Selulitis Orbitalis (SO). Peradangan pada jaringan disekitar bola mata. Cirinya mata merah, nyeri, kelopak mata bengkak, mata sulit digerakkan, pandangan ganda, bola mata menonjol, demam. Pada anak-anak SO sering terjadi karena cedera mata, infeksi sinus, infeksi gigi. Juga infeksi melalui aliran darah. Penanganan menggunakan antibiotik, jika parah antibiotik diberikan melalui pembuluh darah atau pembedahan untuk mengeringkan sinus.

Blefaritis. Radang pada mata akibat produksi minyak berlebihan yang berasal dari kelenjar minyak pada lapisan air mata. Memiliki ciri mata merah, nyeri, panas, gatal, berair, luka di bagian kelopak mata dan membengkak. Terkadang sampai terjadi kerontokan bulu mata. Dapat diatasi dengan membersihkan daerah sekitar kelopak mata untuk menghilangkan kelebihan minyak dan antibiotika untuk membunuh bakteri.

Dakrosistitis. Penyumbatan pada saluran yang mengalirkan air mata ke hidung. Gejalanya bengkak, merah, nyeri, keluar nanah, demam. Jika ringan dapat sembuh dengan sendirinya. Kalau parah, akan menyebabkan kemerahan dan penebalan diatas kantung air mata. Pengobatan dengan antibiotika, pembedahan, pengompresan pada mata.

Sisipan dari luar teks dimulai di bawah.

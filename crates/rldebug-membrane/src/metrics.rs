//! Atomic counters for debugger observability.
//!
//! All counters use relaxed ordering; they are diagnostic only.

use std::sync::atomic::{AtomicU64, Ordering};

/// Per-context operation counters.
#[derive(Debug)]
pub struct DebuggerMetrics {
    /// Registry validation sweeps performed.
    pub validations: AtomicU64,
    /// Descriptors checked across all sweeps.
    pub descriptors_checked: AtomicU64,
    /// Successful acquisitions (blocks and streams).
    pub acquisitions: AtomicU64,
    /// Successful releases (blocks and streams).
    pub releases: AtomicU64,
    /// Successful in-place resizes.
    pub resizes: AtomicU64,
    /// Calls refused softly (limits, platform exhaustion, open failures).
    pub soft_failures: AtomicU64,
    /// Warnings raised.
    pub warnings: AtomicU64,
    /// Fatal faults raised.
    pub fatal_faults: AtomicU64,
}

impl DebuggerMetrics {
    /// Create a new zeroed metrics instance.
    #[must_use]
    pub const fn new() -> Self {
        Self {
            validations: AtomicU64::new(0),
            descriptors_checked: AtomicU64::new(0),
            acquisitions: AtomicU64::new(0),
            releases: AtomicU64::new(0),
            resizes: AtomicU64::new(0),
            soft_failures: AtomicU64::new(0),
            warnings: AtomicU64::new(0),
            fatal_faults: AtomicU64::new(0),
        }
    }

    /// Increment a counter by 1.
    pub fn inc(counter: &AtomicU64) {
        counter.fetch_add(1, Ordering::Relaxed);
    }

    /// Add `n` to a counter.
    pub fn add(counter: &AtomicU64, n: u64) {
        counter.fetch_add(n, Ordering::Relaxed);
    }

    /// Read a counter value.
    pub fn get(counter: &AtomicU64) -> u64 {
        counter.load(Ordering::Relaxed)
    }

    /// Snapshot all counters.
    #[must_use]
    pub fn snapshot(&self) -> MetricsSnapshot {
        MetricsSnapshot {
            validations: Self::get(&self.validations),
            descriptors_checked: Self::get(&self.descriptors_checked),
            acquisitions: Self::get(&self.acquisitions),
            releases: Self::get(&self.releases),
            resizes: Self::get(&self.resizes),
            soft_failures: Self::get(&self.soft_failures),
            warnings: Self::get(&self.warnings),
            fatal_faults: Self::get(&self.fatal_faults),
        }
    }
}

impl Default for DebuggerMetrics {
    fn default() -> Self {
        Self::new()
    }
}

/// Point-in-time snapshot of all counters.
#[derive(Debug, Clone, Copy, Default, PartialEq, Eq)]
pub struct MetricsSnapshot {
    pub validations: u64,
    pub descriptors_checked: u64,
    pub acquisitions: u64,
    pub releases: u64,
    pub resizes: u64,
    pub soft_failures: u64,
    pub warnings: u64,
    pub fatal_faults: u64,
}

impl MetricsSnapshot {
    /// Acquisitions not yet matched by a release.
    #[must_use]
    pub const fn outstanding(&self) -> u64 {
        self.acquisitions.saturating_sub(self.releases)
    }
}

#[cfg(test)]
mod tests {
    use super::*;

    #[test]
    fn metrics_start_at_zero() {
        let m = DebuggerMetrics::new();
        assert_eq!(m.snapshot(), MetricsSnapshot::default());
    }

    #[test]
    fn increment_and_snapshot() {
        let m = DebuggerMetrics::new();
        DebuggerMetrics::inc(&m.acquisitions);
        DebuggerMetrics::inc(&m.acquisitions);
        DebuggerMetrics::inc(&m.releases);
        DebuggerMetrics::add(&m.descriptors_checked, 5);
        let snap = m.snapshot();
        assert_eq!(snap.acquisitions, 2);
        assert_eq!(snap.releases, 1);
        assert_eq!(snap.descriptors_checked, 5);
        assert_eq!(snap.outstanding(), 1);
    }
}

Ulkus Kornea (UK). Infeksi pada korne bagian luar akibat jamur, virus, protozoa, atau bakteri. Gejala yang ditimbulkan adalah mata merah, nyeri, gatal, berair, peka terhadap cahaya, penglihatan terganggu, keluar kotoran, terdapat bintik nanah warna kuning keputihan di kornea. UK merupakan penyakit yang berbahaya. Jika tidak diobati dapat menyebar ke seluruh mata yang akan merusak mata. Dapat ditangani dengan antibiotika, antijamur, antivirus. Jika parah ditangani dengan pencangkokan kornea

Penyakit mata menular :

Konjungtivitis. Peradangan akibat infeksi pada bagian selaput, cirinya mata menjadi merah, bengkak, berair, gatal, penglihatan kabur, keluar kotoran,  dan nyeri bila ditekan. Sering disebut sebagai mata merah. Penyebabnya adalah virus, bakteri, alergi, pemakaian lensa kontak yang tidak bersih. Dapat diobati dengan obat tetes mata, mengompres mata dengan air hangat.

Trakoma. Infeksi yang disebabkan oleh bakteri. Gejalanya adalah mata merah, berair, gatal, kesulitan melihat cahaya terang, mengeluarkan kotoran, kornea tampak keruh, kelopak mata membengkak, kelenjar getah bening membengkak, jika parah konjungtiva dan kornea membentuk jaringan parut sehingga bulu mata melipat kedalam dan terjadi gangguan penglihatan. Pengobatan dengan pemberian salep antibiotik berisi tetrasilin dan erithromisin selama 4 – 6 minggu. Penyakit ini sangat menular, karena itu jauhkan benda yang benda yang sudah dipakai oleh penderita. Jika parah sampai adanya perubahan benuk paa kornea harus dilakukan pembedahan.